The Lanesborough–Ballyleague area is known for its sports fishing, and angling tourists coming to fish for bream, tench, rudd and pike on the Shannon. The Lough Ree Angling hub was set up in 2015 and has hosted the World Predator Boat Fishing championships and several other international angling events since then. The largest recorded pike ever caught in Ireland was caught in Lanesborough and weighed in at 62.5 lbs. The annual Regatta and the horse fair are important to the local economy. Lanesborough–Ballyleague is also a stop-over point for pleasure boats on the River Shannon navigation system. Lough Ree is just to the south and stretches almost 30 km to Athlone: while upstream the Shannon meanders 40 km to Carrick on Shannon and beyond to the Shannon-Erne Waterway.

==Sport==

The two towns have separate Gaelic Athletic Association football teams: Rathcline and St Faithleachs.

Lanesborough also has an Annual Triathlon which consists of a 750 m swim, 22 km cycling and 5 km run. It is organised by Lanesboro Triathlon Club.

==Sailing==
It is recorded that a Town Regatta took place in 1927. This regatta provided races for yachts and dinghies including Dublin Bay Water Wags. Trophies won in this regatta still exist.

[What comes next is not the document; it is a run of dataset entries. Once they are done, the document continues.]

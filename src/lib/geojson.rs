use serde::{Deserialize, Serialize, Serializer};
use serde_json::{Map, Value};
use std::fmt;

/// A GeoJSON position, `[lon, lat]` with an optional altitude.
pub type Position = Vec<f64>;

pub type Properties = Map<String, Value>;

#[derive(Serialize, Deserialize, Debug, Clone, PartialEq)]
#[serde(tag = "type")]
pub enum Geometry {
    Point {
        coordinates: Position,
    },
    MultiPoint {
        coordinates: Vec<Position>,
    },
    LineString {
        coordinates: Vec<Position>,
    },
    MultiLineString {
        coordinates: Vec<Vec<Position>>,
    },
    Polygon {
        coordinates: Vec<Vec<Position>>,
    },
    MultiPolygon {
        coordinates: Vec<Vec<Vec<Position>>>,
    },
    GeometryCollection {
        geometries: Vec<Geometry>,
    },
    #[serde(other)]
    Unknown,
}

#[derive(Debug, Clone, Copy, PartialEq, Eq, Hash, PartialOrd, Ord)]
pub enum GeometryKind {
    Point,
    MultiPoint,
    LineString,
    MultiLineString,
    Polygon,
    MultiPolygon,
    GeometryCollection,
    Unknown,
}

impl GeometryKind {
    pub fn name(self) -> &'static str {
        use GeometryKind::*;

        match self {
            Point => "Point",
            MultiPoint => "MultiPoint",
            LineString => "LineString",
            MultiLineString => "MultiLineString",
            Polygon => "Polygon",
            MultiPolygon => "MultiPolygon",
            GeometryCollection => "GeometryCollection",
            Unknown => "unknown",
        }
    }

    /// Paths are the kinds whose name mentions "Line".
    pub fn is_line_like(self) -> bool {
        self.name().contains("Line")
    }
}

impl fmt::Display for GeometryKind {
    fn fmt(&self, f: &mut fmt::Formatter<'_>) -> fmt::Result {
        f.write_str(self.name())
    }
}

impl Geometry {
    pub fn kind(&self) -> GeometryKind {
        match self {
            Geometry::Point { .. } => GeometryKind::Point,
            Geometry::MultiPoint { .. } => GeometryKind::MultiPoint,
            Geometry::LineString { .. } => GeometryKind::LineString,
            Geometry::MultiLineString { .. } => GeometryKind::MultiLineString,
            Geometry::Polygon { .. } => GeometryKind::Polygon,
            Geometry::MultiPolygon { .. } => GeometryKind::MultiPolygon,
            Geometry::GeometryCollection { .. } => GeometryKind::GeometryCollection,
            Geometry::Unknown => GeometryKind::Unknown,
        }
    }

    /// All positions of the geometry, flattened in document order.
    pub fn positions(&self) -> Vec<&Position> {
        match self {
            Geometry::Point { coordinates } => vec![coordinates],
            Geometry::MultiPoint { coordinates } | Geometry::LineString { coordinates } => {
                coordinates.iter().collect()
            }
            Geometry::MultiLineString { coordinates } | Geometry::Polygon { coordinates } => {
                coordinates.iter().flatten().collect()
            }
            Geometry::MultiPolygon { coordinates } => {
                coordinates.iter().flatten().flatten().collect()
            }
            Geometry::GeometryCollection { geometries } => {
                geometries.iter().flat_map(Geometry::positions).collect()
            }
            Geometry::Unknown => vec![],
        }
    }
}

#[derive(Serialize, Deserialize, Debug, Clone, Copy, PartialEq)]
enum FeatureTag {
    Feature,
}

#[derive(Serialize, Deserialize, Debug, Clone, Copy, PartialEq)]
enum FeatureCollectionTag {
    FeatureCollection,
}

/// Unrecognized geometries have no GeoJSON form and are written as `null`.
fn serialize_geometry<S: Serializer>(
    geometry: &Option<Geometry>,
    serializer: S,
) -> Result<S::Ok, S::Error> {
    match geometry {
        None | Some(Geometry::Unknown) => serializer.serialize_none(),
        Some(geometry) => serializer.serialize_some(geometry),
    }
}

#[derive(Serialize, Deserialize, Debug, Clone, PartialEq)]
pub struct Feature {
    #[serde(rename = "type")]
    tag: FeatureTag,
    #[serde(default, serialize_with = "serialize_geometry")]
    pub geometry: Option<Geometry>,
    #[serde(default)]
    pub properties: Option<Properties>,
}

impl Feature {
    pub fn new(geometry: Option<Geometry>, properties: Properties) -> Self {
        Feature {
            tag: FeatureTag::Feature,
            geometry,
            properties: Some(properties),
        }
    }

    /// Features without a (recognized) geometry are of kind `Unknown`.
    pub fn kind(&self) -> GeometryKind {
        self.geometry
            .as_ref()
            .map_or(GeometryKind::Unknown, Geometry::kind)
    }

    pub fn name(&self) -> Option<&str> {
        self.properties.as_ref()?.get("name")?.as_str()
    }
}

#[derive(Serialize, Deserialize, Debug, Clone, PartialEq)]
pub struct FeatureCollection {
    #[serde(rename = "type")]
    tag: FeatureCollectionTag,
    pub features: Vec<Feature>,
}

impl FeatureCollection {
    pub fn new(features: Vec<Feature>) -> Self {
        FeatureCollection {
            tag: FeatureCollectionTag::FeatureCollection,
            features,
        }
    }

    pub fn len(&self) -> usize {
        self.features.len()
    }

    pub fn is_empty(&self) -> bool {
        self.features.is_empty()
    }

    pub fn iter(&self) -> impl Iterator<Item = &Feature> {
        self.features.iter()
    }
}

impl Default for FeatureCollection {
    fn default() -> Self {
        FeatureCollection::new(vec![])
    }
}
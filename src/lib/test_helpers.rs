use super::geojson::{Feature, Geometry, Properties};

pub fn feature(geometry: Option<Geometry>) -> Feature {
    Feature::new(geometry, Properties::new())
}

pub fn point(lon: f64, lat: f64) -> Feature {
    let coordinates = vec![lon, lat];
    feature(Some(Geometry::Point { coordinates }))
}

pub fn line(positions: &[(f64, f64)]) -> Feature {
    let coordinates = positions.iter().map(|&(lon, lat)| vec![lon, lat]).collect();
    feature(Some(Geometry::LineString { coordinates }))
}
use kml_summary::output::Output;
use kml_summary::{classify, detailed_report, load, map_view, overlays, Format};
use std::error::Error;
use std::fs::File;
use std::io::{self, BufReader};
use std::path::PathBuf;
use structopt::StructOpt;

#[derive(StructOpt, Debug)]
struct Input {
    #[structopt(parse(from_os_str))]
    path: PathBuf,

    /// Input format (kml or geojson), guessed from the file extension if omitted
    #[structopt(short, long)]
    format: Option<Format>,

    /// Write one json document per line
    #[structopt(short, long)]
    json_lines: bool,
}

#[derive(StructOpt, Debug)]
#[structopt(
    name = "kml_summary",
    about = "Summarizes the geometries of KML and GeoJSON files"
)]
enum Opt {
    /// Number of features per geometry type
    Summary(Input),
    /// Length in km of every line feature
    Detailed(Input),
    /// The file converted to a GeoJSON feature collection
    Geojson(Input),
    /// Markers and polylines to put on a map
    Overlay(Input),
}

impl Opt {
    fn input(&self) -> &Input {
        match self {
            Opt::Summary(input)
            | Opt::Detailed(input)
            | Opt::Geojson(input)
            | Opt::Overlay(input) => input,
        }
    }
}

fn write(output: &impl Output, json_lines: bool) -> Result<(), Box<dyn Error>> {
    let stdout = io::stdout();
    let mut handle = stdout.lock();
    if json_lines {
        output.write_json_lines(&mut handle)
    } else {
        output.write_json(&mut handle)
    }
}

fn main() -> Result<(), Box<dyn Error>> {
    env_logger::Builder::from_env(env_logger::Env::default().default_filter_or("warn")).init();

    let opt = Opt::from_args();
    let input = opt.input();
    let format = match input.format {
        Some(format) => format,
        None => Format::from_path(&input.path)?,
    };
    let file = File::open(&input.path)?;
    let collection = load(BufReader::new(file), format)?;

    match &opt {
        Opt::Summary(_) => write(&classify(&collection), input.json_lines),
        Opt::Detailed(_) => write(&detailed_report(&collection), input.json_lines),
        Opt::Geojson(_) => write(&collection, input.json_lines),
        Opt::Overlay(_) => {
            let map = (map_view(&collection), overlays(&collection));
            write(&map, input.json_lines)
        }
    }
}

The annual regatta was reinstated in the 2000s and racing takes place for the traditional Shannon-One-Design dinghies over a weekend every September. This regatta does not include the rowing races which were traditionally a feature of regattas at the towns (such as Athlone or Carrick-on-Shannon) on the River Shannon.

==Economy==

The Electricity Supply Board and Bord na Móna are among the largest employers in the area. In 2016, the "Taste of the Lakelands Food Festival" brought a crowd of 6000 visitors to the town with the intent to bring a new focus on food tourism and food production in the area.

==Twin town==

- Lanesborough, Massachusetts, United States

==Public transport==
The town is served by three Bus Éireann routes. Route 425 (Longford-Galway) provides a daily (except Sunday) service each way to/from Galway via Roscommon. Route 467 provides two additional journeys each way to/from Longford on Wednesday, and route 65 provides a journey each way to/from Galway and Cavan on Fridays and Sundays.